Ever have that feeling like you’re walking through a dream? That what you’re looking at surely couldn’t be real? Go along to Erasure, Dinh Q. Lê’s new exhibit at the Contemporary Sherman Gallery and you might actually experience this.

Walk out of Five Ways into another universe in the form of a multi-sensory installation. In an attempt to represent the plight of immigrants around the world Le has created a pseudo 18th Century boat ruin on the gallery floor. Surrounding the wreckage and acting as the ‘ocean’ are thousands of discarded photographs faced down. The audience are invited to pick them up and examine them; the photos are all of immigrants, whose outcome is not known. The first photo I picked up was a black and white image of a small, Asian boy in overalls staring at the camera with a look of surprise at such a device, the innocence pasted on his face.

Now this is where the audience come into play. We are invited to pick up a photo from the ocean and scan it into the online database Le has created for the exhibit. A computer and scanner sits next to semi-submerged boat ruin with instructions.

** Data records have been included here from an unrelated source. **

//! Parallel runs must agree with single-segment runs.

use std::sync::Arc;

use quarry_core::config::EngineConfig;
use quarry_core::value::{LogicalType, Value};
use quarry_exec::QueryEngine;
use quarry_operators::{build, BinaryFn, SegmentSpec, UnaryFn};
use quarry_plan::NodeRef;

fn engine(workers: usize, block_size: usize) -> QueryEngine {
    let cfg = EngineConfig {
        block_size,
        max_parallel_tasks: workers,
        ..EngineConfig::default()
    };
    QueryEngine::new(cfg).expect("engine config is valid")
}

/// Deterministic pseudo-random int column as a plan.
fn noisy_range(n: i64) -> NodeRef {
    let scramble: UnaryFn = Arc::new(|v| match v.as_int() {
        Some(i) => Value::Int((i.wrapping_mul(2654435761) >> 7) % 1000),
        None => Value::Null,
    });
    build::transform_node(
        build::range_node(0, n).unwrap(),
        scramble,
        LogicalType::Int,
    )
    .unwrap()
}

fn run_both_ways(plan: &NodeRef, rows: u64) -> (Vec<Vec<Value>>, Vec<Vec<Value>>) {
    let serial = engine(1, 7);
    let parallel = engine(4, 7);
    let single = serial
        .run(plan, &[SegmentSpec::whole(rows)])
        .unwrap()
        .rows();
    let split = parallel.run_auto(plan).unwrap().rows();
    (single, split)
}

#[test]
fn linear_pipeline_output_is_segment_order_stable() {
    let add: BinaryFn = Arc::new(|a, b| match (a.as_int(), b.as_int()) {
        (Some(x), Some(y)) => Value::Int(x + y),
        _ => Value::Null,
    });
    let plan = build::binary_transform_node(
        noisy_range(200),
        build::range_node(0, 200).unwrap(),
        add,
        LogicalType::Int,
    )
    .unwrap();

    let (single, split) = run_both_ways(&plan, 200);
    assert_eq!(single, split);
}

#[test]
fn reductions_agree_across_segmentations() {
    let eng = engine(4, 7);
    for agg in ["sum", "count", "min", "max"] {
        let plan = build::reduce_node(noisy_range(333), agg, eng.registry()).unwrap();
        let (single, split) = run_both_ways(&plan, 333);
        assert_eq!(single, split, "aggregator {agg} diverged");
    }
}

#[test]
fn mean_agrees_within_float_tolerance() {
    let eng = engine(4, 5);
    let plan = build::reduce_node(noisy_range(333), "mean", eng.registry()).unwrap();
    let (single, split) = run_both_ways(&plan, 333);
    let a = single[0][0].as_float().unwrap();
    let b = split[0][0].as_float().unwrap();
    assert!((a - b).abs() < 1e-9, "mean diverged: {a} vs {b}");
}

#[test]
fn filtered_reduction_matches_serial() {
    let eng = engine(4, 7);
    let values = noisy_range(500);
    let is_even: UnaryFn = Arc::new(|v| Value::Int(i64::from(v.as_int().unwrap_or(1) % 2 == 0)));
    let mask = build::transform_node(Arc::clone(&values), is_even, LogicalType::Int).unwrap();
    let kept = build::filter_node(values, mask).unwrap();
    let plan = build::reduce_node(kept, "sum", eng.registry()).unwrap();

    let (single, split) = run_both_ways(&plan, 500);
    assert_eq!(single, split);
}

#[test]
fn block_size_never_changes_results() {
    for block_size in [1usize, 3, 64, 1024] {
        let eng = engine(2, block_size);
        let plan = build::reduce_node(noisy_range(100), "sum", eng.registry()).unwrap();
        let out = eng.run_auto(&plan).unwrap();
        let baseline = engine(1, 11)
            .run(&plan, &[SegmentSpec::whole(100)])
            .unwrap();
        assert_eq!(out.rows(), baseline.rows(), "block size {block_size}");
    }
}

I scanned in the picture of the little boy, and couldn’t help but wonder what his story was. The database is for families hoping to find answers about their “lost souls.”

Projected onto the gallery wall is a digitally mastered image of a 18th century boat run aground on the shore, encapsulated in flames. The crackling fire resonates through the room, creating this feeling of claustrophobia and the slow movement of time.

Lê has tried to evoke memory and discovery of human experience with his complex installation. I find that empathy is always quite difficult to evoke in art, unless you’re photographing human suffering, and even then. Yet Le’s sea of lost souls creates such loss and despair for the viewer, the installation room is encapsulating.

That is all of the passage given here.